WarningLogWarning()Unexpected but handled situations"Book Id 999 not found"
ErrorLogError()Failures that need attention"Database connection failed"
CriticalLogCritical()System-level failures"App cannot start — missing config"

Structured Logging — Why It Matters

Structured logging stores log data as key-value pairs, not just plain strings. This makes logs searchable and filterable in log analysis tools.

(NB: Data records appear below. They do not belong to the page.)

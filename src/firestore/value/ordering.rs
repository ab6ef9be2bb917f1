use std::cmp::Ordering;

use crate::firestore::value::{FirestoreValue, ValueKind};

/// Total order over values, following the backend's cross-type ordering:
/// null, booleans, numbers, timestamps, strings, references, arrays, maps.
///
/// Integers and doubles compare numerically; NaN sorts before every other number.
pub fn compare_values(left: &FirestoreValue, right: &FirestoreValue) -> Ordering {
    let by_type = type_order(left.kind()).cmp(&type_order(right.kind()));
    if by_type != Ordering::Equal {
        return by_type;
    }

    match (left.kind(), right.kind()) {
        (ValueKind::Boolean(a), ValueKind::Boolean(b)) => a.cmp(b),
        (ValueKind::Integer(a), ValueKind::Integer(b)) => a.cmp(b),
        (ValueKind::Integer(a), ValueKind::Double(b)) => compare_doubles(*a as f64, *b),
        (ValueKind::Double(a), ValueKind::Integer(b)) => compare_doubles(*a, *b as f64),
        (ValueKind::Double(a), ValueKind::Double(b)) => compare_doubles(*a, *b),
        (ValueKind::Timestamp(a), ValueKind::Timestamp(b)) => a.cmp(b),
        (ValueKind::String(a), ValueKind::String(b)) => a.cmp(b),
        (ValueKind::Reference(a), ValueKind::Reference(b)) => a.split('/').cmp(b.split('/')),
        (ValueKind::Array(a), ValueKind::Array(b)) => {
            for (l, r) in a.values().iter().zip(b.values()) {
                let ordering = compare_values(l, r);
                if ordering != Ordering::Equal {
                    return ordering;
                }
            }
            a.values().len().cmp(&b.values().len())
        }
        (ValueKind::Map(a), ValueKind::Map(b)) => {
            for ((left_key, left_value), (right_key, right_value)) in
                a.fields().iter().zip(b.fields())
            {
                let ordering = left_key
                    .cmp(right_key)
                    .then_with(|| compare_values(left_value, right_value));
                if ordering != Ordering::Equal {
                    return ordering;
                }
            }
            a.len().cmp(&b.len())
        }
        _ => Ordering::Equal,
    }
}

fn type_order(kind: &ValueKind) -> u8 {
    match kind {
        ValueKind::Null => 0,
        ValueKind::Boolean(_) => 1,
        ValueKind::Integer(_) | ValueKind::Double(_) => 2,
        ValueKind::Timestamp(_) => 3,
        ValueKind::String(_) => 4,
        ValueKind::Reference(_) => 5,
        ValueKind::Array(_) => 6,
        ValueKind::Map(_) => 7,
        ValueKind::Sentinel(_) => 8,
    }
}

fn compare_doubles(left: f64, right: f64) -> Ordering {
    match (left.is_nan(), right.is_nan()) {
        (true, true) => Ordering::Equal,
        (true, false) => Ordering::Less,
        (false, true) => Ordering::Greater,
        (false, false) => left.partial_cmp(&right).unwrap_or(Ordering::Equal),
    }
}
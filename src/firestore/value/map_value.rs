use std::collections::BTreeMap;

use crate::firestore::model::FieldPath;
use crate::firestore::value::{FirestoreValue, ValueKind};

/// Field map of a document or nested map value. Keys are literal field names.
#[derive(Clone, Debug, Default, PartialEq)]
pub struct MapValue {
    fields: BTreeMap<String, FirestoreValue>,
}

impl MapValue {
    pub fn new(fields: BTreeMap<String, FirestoreValue>) -> Self {
        Self { fields }
    }

    pub fn fields(&self) -> &BTreeMap<String, FirestoreValue> {
        &self.fields
    }

    pub fn into_fields(self) -> BTreeMap<String, FirestoreValue> {
        self.fields
    }

    pub fn is_empty(&self) -> bool {
        self.fields.is_empty()
    }

    pub fn len(&self) -> usize {
        self.fields.len()
    }

    pub fn get(&self, field: &str) -> Option<&FirestoreValue> {
        self.fields.get(field)
    }

    /// Walks nested maps along `path`.
    pub fn get_path(&self, path: &FieldPath) -> Option<&FirestoreValue> {
        let (first, rest) = path.segments().split_first()?;
        let mut current = self.fields.get(first)?;
        for segment in rest {
            match current.kind() {
                ValueKind::Map(map) => current = map.fields.get(segment)?,
                _ => return None,
            }
        }
        Some(current)
    }
}
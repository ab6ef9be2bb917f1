mod array_value;
mod map_value;
mod ordering;
mod value;

pub use array_value::ArrayValue;
pub use map_value::MapValue;
pub use ordering::compare_values;
pub use value::{FirestoreValue, SentinelValue, ValueKind};
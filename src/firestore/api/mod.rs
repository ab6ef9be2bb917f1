mod database;
pub mod operations;
pub mod query;
mod write_batch;

pub use database::Firestore;
pub use operations::{resolve_mutation, Mutation, MutationKind, SetOptions};
pub use query::{
    resolve_query, Bound, Clause, Cursor, FieldFilter, Filter, FilterOperator, OrderBy,
    OrderDirection, Query, StructuredQuery, UnaryFilter, UnaryOperator,
};
pub use write_batch::{CommitRequest, WriteBatch};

// Plain text logging (hard to search):
_logger.LogInformation("Book Clean Code by Robert C. Martin created with Id 3");

// Structured logging (searchable by Title, Author, Id):
_logger.LogInformation("Book {Title} by {Author} created with Id {Id}",
    book.Title, book.Author, book.Id);

Serilog stores this as:

{
  "Timestamp": "2024-01-15T10:30:00",
  "Level": "Information",
  "Message": "Book Clean Code by Robert C. Martin created with Id 3",
  "Title": "Clean Code",
  "Author": "Robert C. Martin",
  "Id": 3
}

Logging HTTP Requests Automatically

Serilog can log every HTTP request automatically with one line in Program.cs:

// Program.cs — add after app is built
app.UseSerilogRequestLogging(options =>
{
    options.MessageTemplate = "HTTP {RequestMethod} {RequestPath} responded {StatusCode} in {Elapsed:0.0000}ms";
});

Console output:

[10:35:22 INF] HTTP GET /api/books responded 200 in 12.5ms
[10:35:25 INF] HTTP POST /api/books responded 201 in 45.2ms
[10:35:30 WRN] HTTP GET /api/books/999 responded 404 in 8.1ms

Log File Output

With rolling file configuration, daily log files are created in the Logs/ folder:

Logs/
├── bookstore-20240115.log
├── bookstore-20240116.log
└── bookstore-20240117.log

Each file contains timestamped log entries:

[2024-01-15 10:30:00 INF] Fetching all books from the database.
[2024-01-15 10:30:00 INF] Retrieved 5 books.
[2024-01-15 10:35:00 INF] Creating new book: Refactoring by Martin Fowler
[2024-01-15 10:35:00 INF] Book created successfully with Id 6.
[2024-01-15 10:40:00 WRN] Delete failed: Book with Id 999 was not found.

Key Points

  • Serilog is a structured logging library that replaces ASP.NET Core's built-in logger with richer features.
  • Structured logging stores properties (like Title, Id) as named values, not just plain text — making logs searchable.
  • Serilog writes to multiple sinks simultaneously: console during development, files in production.
  • ILogger<T> is injected into services and controllers through DI — no static logger references are needed.
  • UseSerilogRequestLogging() automatically logs every HTTP request with method, path, status code, and elapsed time.